[TASK GOAL]
Every line in the records below with the string "code" needs to be copied out.

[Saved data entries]
______________________________
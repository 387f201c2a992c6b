/* src/cli/core/src/config/mod.rs */

mod loader;

#[cfg(test)]
mod tests;

pub use loader::resolve_config;

#[cfg(test)]
use loader::{find_routes_config, load_routes_config};
/* src/cli/core/src/config/tests/discovery.rs */

use super::*;

#[test]
fn finds_config_in_parent_dir() {
  let tmp = tempfile::tempdir().unwrap();
  std::fs::write(tmp.path().join("routes.toml"), "debounce_ms = 40\n").unwrap();
  let nested = tmp.path().join("docs/pt");
  std::fs::create_dir_all(&nested).unwrap();

  let found = find_routes_config(&nested).unwrap();
  assert_eq!(found, tmp.path().canonicalize().unwrap().join("routes.toml"));

  let (path, config) = resolve_config(None, &nested).unwrap();
  assert!(path.is_some());
  assert_eq!(config.debounce_ms, 40);
}

#[test]
fn missing_config_falls_back_to_defaults() {
  let tmp = tempfile::tempdir().unwrap();
  // A routes.toml further up (e.g. in the system temp dir) would be picked
  // up too, so only assert on the fallback when nothing was found.
  let (path, config) = resolve_config(None, tmp.path()).unwrap();
  if path.is_none() {
    assert_eq!(config, RoutesConfig::default());
  }
}

#[test]
fn explicit_path_must_exist() {
  let tmp = tempfile::tempdir().unwrap();
  let missing = tmp.path().join("nope.toml");
  assert!(resolve_config(Some(&missing), tmp.path()).is_err());
}

#[test]
fn invalid_config_reports_path() {
  let tmp = tempfile::tempdir().unwrap();
  let path = tmp.path().join("routes.toml");
  std::fs::write(&path, "debounce_ms = 0\n").unwrap();
  let err = load_routes_config(&path).unwrap_err();
  assert!(format!("{err:#}").contains("debounce_ms"));
}
/* src/routes/core/src/debounce.rs */

use std::cell::Cell;
use std::rc::Rc;
use std::time::Duration;

/// Runs a task once after a delay. Dropping the returned handle cancels the
/// task if it has not run yet.
pub trait Scheduler {
  type Handle;

  fn schedule(&self, delay: Duration, task: Box<dyn FnOnce()>) -> Self::Handle;
}

/// Collapses bursts of [`Debouncer::call`] into a single run of the action,
/// `delay` after the last call.
pub struct Debouncer<S: Scheduler> {
  scheduler: S,
  delay: Duration,
  action: Rc<dyn Fn()>,
  pending: Option<S::Handle>,
  fired: Rc<Cell<bool>>,
}

impl<S: Scheduler> Debouncer<S> {
  pub fn new(scheduler: S, delay: Duration, action: impl Fn() + 'static) -> Self {
    Self {
      scheduler,
      delay,
      action: Rc::new(action),
      pending: None,
      fired: Rc::new(Cell::new(false)),
    }
  }

  /// Restart the delay. Any run scheduled by an earlier call is cancelled.
  pub fn call(&mut self) {
    // Drop first so the previous run is cancelled before the next is queued
    self.pending = None;
    let action = Rc::clone(&self.action);
    let fired = Rc::new(Cell::new(false));
    let flag = Rc::clone(&fired);
    self.fired = fired;
    self.pending = Some(self.scheduler.schedule(
      self.delay,
      Box::new(move || {
        flag.set(true);
        action();
      }),
    ));
  }

  pub fn cancel(&mut self) {
    self.pending = None;
  }

  pub fn is_pending(&self) -> bool {
    self.pending.is_some() && !self.fired.get()
  }
}
/* src/routes/wasm/src/storage.rs */

use pivot_routes::PreferenceStore;
use web_sys::Storage;

use crate::log_js_error;

/// `window.localStorage`. Private browsing modes may deny it; reads then
/// return nothing and writes are dropped.
pub struct LocalStorage(Option<Storage>);

impl LocalStorage {
  pub fn open() -> Self {
    let storage = web_sys::window().and_then(|w| w.local_storage().ok().flatten());
    if storage.is_none() {
      log::warn!("localStorage unavailable, language preference will not persist");
    }
    Self(storage)
  }
}

impl PreferenceStore for LocalStorage {
  fn get(&self, key: &str) -> Option<String> {
    self.0.as_ref()?.get_item(key).ok().flatten()
  }

  fn set(&mut self, key: &str, value: &str) {
    let Some(storage) = &self.0 else {
      return;
    };
    if let Err(err) = storage.set_item(key, value) {
      log_js_error(&err);
    }
  }
}
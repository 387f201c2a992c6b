/* src/routes/core/src/errors.rs */

use std::fmt;

#[derive(Debug, Clone, PartialEq, Eq)]
pub struct RoutesError {
  code: String,
  message: String,
}

impl RoutesError {
  pub fn new(code: impl Into<String>, message: impl Into<String>) -> Self {
    Self { code: code.into(), message: message.into() }
  }

  pub fn invalid_language(msg: impl Into<String>) -> Self {
    Self::new("INVALID_LANGUAGE", msg)
  }

  pub fn mapping_conflict(msg: impl Into<String>) -> Self {
    Self::new("MAPPING_CONFLICT", msg)
  }

  pub fn invalid_config(msg: impl Into<String>) -> Self {
    Self::new("INVALID_CONFIG", msg)
  }

  pub fn code(&self) -> &str {
    &self.code
  }

  pub fn message(&self) -> &str {
    &self.message
  }
}

impl fmt::Display for RoutesError {
  fn fmt(&self, f: &mut fmt::Formatter<'_>) -> fmt::Result {
    write!(f, "{}: {}", self.code, self.message)
  }
}

impl std::error::Error for RoutesError {}
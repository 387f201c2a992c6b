/* src/routes/core/src/valid.rs */

use std::collections::{BTreeMap, BTreeSet};

use crate::lang::Language;
use crate::path::normalize;

/// Per-language set of paths known to exist on the site. Static reference
/// data, independent of the route table.
#[derive(Debug, Clone, Default)]
pub struct ValidUrlSet {
  sets: BTreeMap<Language, BTreeSet<String>>,
}

impl ValidUrlSet {
  pub fn new(raw: &BTreeMap<Language, Vec<String>>) -> Self {
    let sets = raw
      .iter()
      .map(|(lang, paths)| (lang.clone(), paths.iter().map(|p| normalize(p)).collect()))
      .collect();
    Self { sets }
  }

  /// Membership test on an already normalized, base-stripped path.
  pub fn contains(&self, lang: &Language, path: &str) -> bool {
    self.sets.get(lang).is_some_and(|set| set.contains(path))
  }

  pub fn paths(&self, lang: &Language) -> impl Iterator<Item = &str> {
    self.sets.get(lang).into_iter().flatten().map(String::as_str)
  }

  pub fn languages(&self) -> impl Iterator<Item = &Language> {
    self.sets.keys()
  }
}

#[cfg(test)]
mod tests {
  use super::*;

  #[test]
  fn membership_per_language() {
    let raw = BTreeMap::from([
      (Language::En, vec!["/".to_string(), "/docs".to_string()]),
      (Language::Pt, vec!["/pt/".to_string()]),
    ]);
    let set = ValidUrlSet::new(&raw);
    assert!(set.contains(&Language::En, "/docs/"));
    assert!(set.contains(&Language::Pt, "/pt/"));
    assert!(!set.contains(&Language::Pt, "/docs/"));
    assert!(!set.contains(&Language::Fr, "/"));
    assert_eq!(set.paths(&Language::En).count(), 2);
  }
}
______________________________
[EXERCISE RESULT]
  code: String,
  pub fn new(code: impl Into<String>, message: impl Into<String>) -> Self {
    Self { code: code.into(), message: message.into() }
  pub fn code(&self) -> &str {
    &self.code
    write!(f, "{}: {}", self.code, self.message)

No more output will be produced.